Third, we use the structured regression approach (SRA), which was developed to distinguish between patterns of life course exposure according to the theories of accumulation, critical and sensitive periods, and social mobility[20]. We generalize the original approach so that it can be applied in a SEM framework for the prediction of level and decline of grip strength.

The intercept (level) and slope (decline) of grip strength are predicted by exposure in the three periods of life course and all their interactions (Xi) and controlled for differences between countries and cohorts (Ci): (2)

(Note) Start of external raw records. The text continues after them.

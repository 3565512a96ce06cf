use crate::error::{DbError, Result};
use crate::protocol::types::DataType;

const TAG_NULL: u8 = 0;
const TAG_STRING: u8 = 1;
const TAG_INTEGER: u8 = 2;
const TAG_DOUBLE: u8 = 3;
const TAG_BINARY: u8 = 4;
/// Terminates one row of a batched parameter buffer.
const TAG_ROW_END: u8 = 0xFF;

/// A single bind value as supplied by the caller.
#[derive(Debug, Clone, PartialEq)]
pub enum ParamValue {
    Null,
    Integer(i32),
    Double(f64),
    String(String),
    Binary(Vec<u8>),
}

/// Parameters of one execute request.
#[derive(Debug, Clone, PartialEq)]
pub enum BindParams {
    /// One row of heterogeneous values; empty means "no parameters".
    Row(Vec<ParamValue>),
    /// Array of rows bound column-wise and executed as one batch.
    Wide(Vec<Vec<ParamValue>>),
}

impl Default for BindParams {
    fn default() -> Self {
        BindParams::Row(Vec::new())
    }
}

impl BindParams {
    pub fn none() -> Self {
        Self::default()
    }

    pub fn is_empty(&self) -> bool {
        match self {
            BindParams::Row(values) => values.is_empty(),
            BindParams::Wide(rows) => rows.is_empty(),
        }
    }

    pub fn is_wide(&self) -> bool {
        matches!(self, BindParams::Wide(rows) if !rows.is_empty())
    }

    /// Number of rows the statement will execute with.
    pub fn row_count(&self) -> usize {
        match self {
            BindParams::Row(_) => 1,
            BindParams::Wide(rows) => rows.len().max(1),
        }
    }
}

impl From<Vec<ParamValue>> for BindParams {
    fn from(values: Vec<ParamValue>) -> Self {
        BindParams::Row(values)
    }
}

impl From<Vec<Vec<ParamValue>>> for BindParams {
    fn from(rows: Vec<Vec<ParamValue>>) -> Self {
        BindParams::Wide(rows)
    }
}

impl ParamValue {
    /// Wire type the caller's value declares. Null declares a string slot.
    pub fn data_type(&self) -> DataType {
        match self {
            ParamValue::Null | ParamValue::String(_) => DataType::String,
            ParamValue::Integer(_) => DataType::Val32,
            ParamValue::Double(_) => DataType::Double,
            ParamValue::Binary(_) => DataType::Binary,
        }
    }

    pub fn is_null(&self) -> bool {
        matches!(self, ParamValue::Null)
    }

    pub fn serialize(&self) -> Vec<u8> {
        let mut out = Vec::new();
        match self {
            ParamValue::Null => {
                out.push(TAG_NULL);
                out.extend_from_slice(&0u32.to_le_bytes());
            }
            ParamValue::String(s) => {
                out.push(TAG_STRING);
                let b = s.as_bytes();
                out.extend_from_slice(&(b.len() as u32).to_le_bytes());
                out.extend_from_slice(b);
            }
            ParamValue::Integer(n) => {
                out.push(TAG_INTEGER);
                out.extend_from_slice(&4u32.to_le_bytes());
                out.extend_from_slice(&n.to_le_bytes());
            }
            ParamValue::Double(n) => {
                out.push(TAG_DOUBLE);
                out.extend_from_slice(&8u32.to_le_bytes());
                out.extend_from_slice(&n.to_le_bytes());
            }
            ParamValue::Binary(b) => {
                out.push(TAG_BINARY);
                out.extend_from_slice(&(b.len() as u32).to_le_bytes());
                out.extend_from_slice(b);
            }
        }
        out
    }

    /// Decodes one value, returning it and the number of bytes consumed.
    /// A row terminator decodes as `None`.
    fn deserialize_entry(data: &[u8]) -> Result<(Option<Self>, usize)> {
        if data.len() < 5 {
            return Err(DbError::InvalidArguments);
        }
        let tag = data[0];
        let len = u32::from_le_bytes([data[1], data[2], data[3], data[4]]) as usize;
        let consumed = 5usize.saturating_add(len);

        if data.len() < consumed {
            return Err(DbError::InvalidArguments);
        }

        let payload = &data[5..consumed];

        let p = match tag {
            TAG_ROW_END => return Ok((None, consumed)),
            TAG_NULL => ParamValue::Null,
            TAG_STRING => {
                let s = std::str::from_utf8(payload).map_err(|_| DbError::InvalidArguments)?;
                ParamValue::String(s.to_string())
            }
            TAG_INTEGER => {
                let bytes: [u8; 4] = payload.try_into().map_err(|_| DbError::InvalidArguments)?;
                ParamValue::Integer(i32::from_le_bytes(bytes))
            }
            TAG_DOUBLE => {
                let bytes: [u8; 8] = payload.try_into().map_err(|_| DbError::InvalidArguments)?;
                ParamValue::Double(f64::from_le_bytes(bytes))
            }
            TAG_BINARY => ParamValue::Binary(payload.to_vec()),
            _ => return Err(DbError::InvalidArguments),
        };

        Ok((Some(p), consumed))
    }

    pub fn deserialize(data: &[u8]) -> Result<(Self, usize)> {
        match Self::deserialize_entry(data)? {
            (Some(p), n) => Ok((p, n)),
            (None, _) => Err(DbError::InvalidArguments),
        }
    }
}

pub fn serialize_params(params: &[ParamValue]) -> Vec<u8> {
    let mut out = Vec::new();
    for p in params {
        out.extend(p.serialize());
    }
    out
}

pub fn deserialize_params(data: &[u8]) -> Result<Vec<ParamValue>> {
    let mut out = Vec::new();
    let mut offset = 0;
    while offset < data.len() {
        let (p, n) = ParamValue::deserialize(&data[offset..])?;
        out.push(p);
        offset += n;
    }
    Ok(out)
}

/// Encodes a parameter set. Wide sets terminate every row with a row marker.
pub fn serialize_bind_params(params: &BindParams) -> Vec<u8> {
    match params {
        BindParams::Row(values) => serialize_params(values),
        BindParams::Wide(rows) => {
            let mut out = Vec::new();
            for row in rows {
                out.extend(serialize_params(row));
                out.push(TAG_ROW_END);
                out.extend_from_slice(&0u32.to_le_bytes());
            }
            out
        }
    }
}

/// Decodes a parameter set; the presence of any row marker selects wide
/// binding, in which case the buffer must end on a row marker.
pub fn deserialize_bind_params(data: &[u8]) -> Result<BindParams> {
    let mut rows: Vec<Vec<ParamValue>> = Vec::new();
    let mut current = Vec::new();
    let mut saw_row_end = false;
    let mut offset = 0;

    while offset < data.len() {
        let (entry, n) = ParamValue::deserialize_entry(&data[offset..])?;
        offset += n;
        match entry {
            Some(p) => current.push(p),
            None => {
                saw_row_end = true;
                rows.push(std::mem::take(&mut current));
            }
        }
    }

    if !saw_row_end {
        return Ok(BindParams::Row(current));
    }
    if !current.is_empty() {
        return Err(DbError::InvalidArguments);
    }
    Ok(BindParams::Wide(rows))
}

In the SRA, a saturated model is defined as consisting of the freely estimated effects of all periods of exposure (and all their possible interactions) on grip strength. This estimates different levels of the outcome variable for every possible trajectory of OP, yielding maximum explanatory power. If a significant association with trajectories of OP can be found in the saturated model, a set of restrictions corresponding to life course models is applied to the saturated model, and the relative model fit is assessed. For testing constraints on the coefficients predicting both levels of and decline in grip strength, we use Wald tests, which can be easily implemented into SEM, instead of the original F-test. Following a further development of the SRA, we compare the Akaike information criterion (AIC) of those models that show a p-value of over 0.1[46]. (For more technical details of the models, see S1 Appendix).

Results

Table 2 reports the sample statistics for men and women. In the first step, we estimated LGMs for men and women to determine the shape of decline of grip strength[45]. We compared the model fit of three specifications of the growth trajectory (linear, quadratic, linear-semi-parametric). Fig 1 shows the fit of predictions of the three model specifications against the actually observed decline (locally weighted scatterplot smoothing), and Table 3 shows the BIC for the respective models. A linear decline models the trajectory of grip strength in our data set well. For men, we can observe an average grip strength of 37.54 kg (95% CI 37.28;37.80) at age 75, and an average estimated decline of 0.70 kg (95% CI -0.74;-0.66) between the ages of 65 and 90.

thumbnail
Fig 1. Model fit of three specifications of the slope in latent growth model of grip strength for men and women.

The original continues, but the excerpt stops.